Linda stood quietly, letting Smelly circle her feet. She thought of the gun she’d brought with her, tucked in her suitcase. It had been her father’s gun, the one he’d left at home when he went to the store all those years ago and was gunned down outside a corner market in a botched robbery. It was his service pistol from his time as Military Police in Vietnam, a Colt .45 Series 70 government model he’d used as a Cincinnati cop. Her mother gave it to her when she joined the New Hope Police Force but she had never carried it on duty. It was too special for that. She had had kept it, cleaned it, and fired it hundreds of times at a local range, and now that she was retired it was her protection. She did not travel without it—or her permit to carry it as a retired police officer—unless she was flying.
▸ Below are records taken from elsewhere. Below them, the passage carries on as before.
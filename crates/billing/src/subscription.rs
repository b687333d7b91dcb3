//! Read-only view of a subscription as supplied by the subscription service
//!
//! A subscription is an ordered list of phases. Each phase groups its items by
//! key, and each key holds one or more time-disjoint versions of the item,
//! each carrying a snapshot of its rate card.

use std::collections::BTreeMap;

use linesync_shared::{CustomerId, ItemId, Namespace, PhaseId, SubscriptionId};
use rust_decimal::Decimal;
use serde::{Deserialize, Serialize};
use time::OffsetDateTime;

use crate::cadence::Cadence;

// =============================================================================
// Prices
// =============================================================================

/// When a flat fee is charged relative to its service period
#[derive(Debug, Clone, Copy, PartialEq, Eq, Hash, Default, Serialize, Deserialize)]
#[serde(rename_all = "snake_case")]
pub enum PaymentTerm {
    #[default]
    InAdvance,
    InArrears,
}

impl std::fmt::Display for PaymentTerm {
    fn fmt(&self, f: &mut std::fmt::Formatter<'_>) -> std::fmt::Result {
        match self {
            PaymentTerm::InAdvance => write!(f, "in_advance"),
            PaymentTerm::InArrears => write!(f, "in_arrears"),
        }
    }
}

#[derive(Debug, Clone, PartialEq, Eq, Serialize, Deserialize)]
pub struct FlatPrice {
    pub amount: Decimal,
    #[serde(default)]
    pub payment_term: PaymentTerm,
}

#[derive(Debug, Clone, PartialEq, Eq, Serialize, Deserialize)]
pub struct UnitPrice {
    pub amount: Decimal,
    #[serde(default, skip_serializing_if = "Option::is_none")]
    pub minimum_amount: Option<Decimal>,
    #[serde(default, skip_serializing_if = "Option::is_none")]
    pub maximum_amount: Option<Decimal>,
}

#[derive(Debug, Clone, Copy, PartialEq, Eq, Serialize, Deserialize)]
#[serde(rename_all = "snake_case")]
pub enum TieredPriceMode {
    Volume,
    Graduated,
}

#[derive(Debug, Clone, PartialEq, Eq, Serialize, Deserialize)]
pub struct PriceTier {
    /// Upper bound of the tier; `None` for the last, open tier
    #[serde(default)]
    pub up_to_amount: Option<Decimal>,
    #[serde(default)]
    pub flat_price: Option<Decimal>,
    #[serde(default)]
    pub unit_price: Option<Decimal>,
}

#[derive(Debug, Clone, PartialEq, Eq, Serialize, Deserialize)]
pub struct TieredPrice {
    pub mode: TieredPriceMode,
    pub tiers: Vec<PriceTier>,
}

/// Price derived from the cost of an underlying resource. Not billable
/// through subscription sync.
#[derive(Debug, Clone, PartialEq, Eq, Serialize, Deserialize)]
pub struct DynamicPrice {
    pub multiplier: Decimal,
}

#[derive(Debug, Clone, PartialEq, Eq, Serialize, Deserialize)]
#[serde(tag = "type", rename_all = "snake_case")]
pub enum Price {
    Flat(FlatPrice),
    Unit(UnitPrice),
    Tiered(TieredPrice),
    Dynamic(DynamicPrice),
}

impl Price {
    pub fn type_name(&self) -> &'static str {
        match self {
            Price::Flat(_) => "flat",
            Price::Unit(_) => "unit",
            Price::Tiered(_) => "tiered",
            Price::Dynamic(_) => "dynamic",
        }
    }

    pub fn is_flat(&self) -> bool {
        matches!(self, Price::Flat(_))
    }
}

// =============================================================================
// Rate cards and items
// =============================================================================

#[derive(Debug, Clone, PartialEq, Eq, Default, Serialize, Deserialize)]
pub struct TaxConfig {
    #[serde(default)]
    pub tax_code: Option<String>,
    #[serde(default)]
    pub inclusive: bool,
}

#[derive(Debug, Clone, PartialEq, Eq, Serialize, Deserialize)]
pub struct RateCard {
    pub name: String,
    #[serde(default)]
    pub description: Option<String>,
    #[serde(default)]
    pub price: Option<Price>,
    /// `None` for one-time items
    #[serde(default)]
    pub billing_cadence: Option<Cadence>,
    #[serde(default)]
    pub feature_key: Option<String>,
    #[serde(default)]
    pub tax_config: Option<TaxConfig>,
}

/// One version of a subscription item
#[derive(Debug, Clone, PartialEq, Eq, Serialize, Deserialize)]
pub struct SubscriptionItem {
    pub id: ItemId,
    pub key: String,
    #[serde(with = "time::serde::rfc3339")]
    pub active_from: OffsetDateTime,
    #[serde(default, with = "time::serde::rfc3339::option")]
    pub active_to: Option<OffsetDateTime>,
    pub rate_card: RateCard,
}

impl SubscriptionItem {
    pub fn is_priced(&self) -> bool {
        self.rate_card.price.is_some()
    }
}

#[derive(Debug, Clone, PartialEq, Eq, Serialize, Deserialize)]
pub struct SubscriptionPhase {
    pub id: PhaseId,
    pub key: String,
    pub name: String,
    #[serde(with = "time::serde::rfc3339")]
    pub active_from: OffsetDateTime,
    /// Item versions grouped by item key
    pub items_by_key: BTreeMap<String, Vec<SubscriptionItem>>,
}

impl SubscriptionPhase {
    pub fn items(&self) -> impl Iterator<Item = &SubscriptionItem> {
        self.items_by_key.values().flatten()
    }
}

/// Boundary of a phase: `[active_from, active_to)`, open when `active_to` is `None`
#[derive(Debug, Clone, Copy, PartialEq, Eq)]
pub struct PhaseCadence {
    pub active_from: OffsetDateTime,
    pub active_to: Option<OffsetDateTime>,
}

impl PhaseCadence {
    /// A phase starting at or after the subscription end covers no time
    pub fn is_empty(&self) -> bool {
        self.active_to.is_some_and(|end| end <= self.active_from)
    }
}

#[derive(Debug, Clone, PartialEq, Eq, Serialize, Deserialize)]
pub struct Subscription {
    pub id: SubscriptionId,
    pub namespace: Namespace,
    pub customer_id: CustomerId,
    pub name: String,
    /// ISO-4217 code
    pub currency: String,
    #[serde(with = "time::serde::rfc3339")]
    pub active_from: OffsetDateTime,
    /// Set once the subscription is cancelled
    #[serde(default, with = "time::serde::rfc3339::option")]
    pub active_to: Option<OffsetDateTime>,
}

#[derive(Debug, Clone, PartialEq, Eq, Serialize, Deserialize)]
pub struct SubscriptionView {
    pub subscription: Subscription,
    pub phases: Vec<SubscriptionPhase>,
}

impl SubscriptionView {
    /// Phases ordered by their start
    pub fn sorted_phases(&self) -> Vec<&SubscriptionPhase> {
        let mut phases: Vec<&SubscriptionPhase> = self.phases.iter().collect();
        phases.sort_by_key(|p| p.active_from);
        phases
    }

    /// Resolve a phase's boundary. A phase ends where the next one starts; no
    /// phase outlives the subscription (open if it was never cancelled).
    pub fn phase_cadence(&self, phase_key: &str) -> Option<PhaseCadence> {
        let phases = self.sorted_phases();
        let idx = phases.iter().position(|p| p.key == phase_key)?;

        let active_to = match (phases.get(idx + 1), self.subscription.active_to) {
            (Some(next), Some(end)) => Some(next.active_from.min(end)),
            (Some(next), None) => Some(next.active_from),
            (None, end) => end,
        };

        Some(PhaseCadence {
            active_from: phases[idx].active_from,
            active_to,
        })
    }
}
At some point soon she would need to let Kyle know she had it, especially now that she intended to bring it with her. She had not believed in putting her safety in anyone’s hands but her own since she was eight years old and learned it could be fatal.
Chapter 22
D ran his fingers over the keys for the hundredth time, feeling the metal with his fingertips, remembering the look of terror in Scott Devlin’s eyes as he realized he was dying at the hands of such a refined man, a man of taste who kept seventy-five-year-old Scotch and a Class A wine cellar in his basement. Meeting strangers had always been a gamble, but nothing about D made anyone think he was the least bit dangerous. That was part of the thrill, really. Appearing to be someone so completely different from who he really was. And then, near the end, revealing himself. Surprise! How’s that for failing to expect the unexpected!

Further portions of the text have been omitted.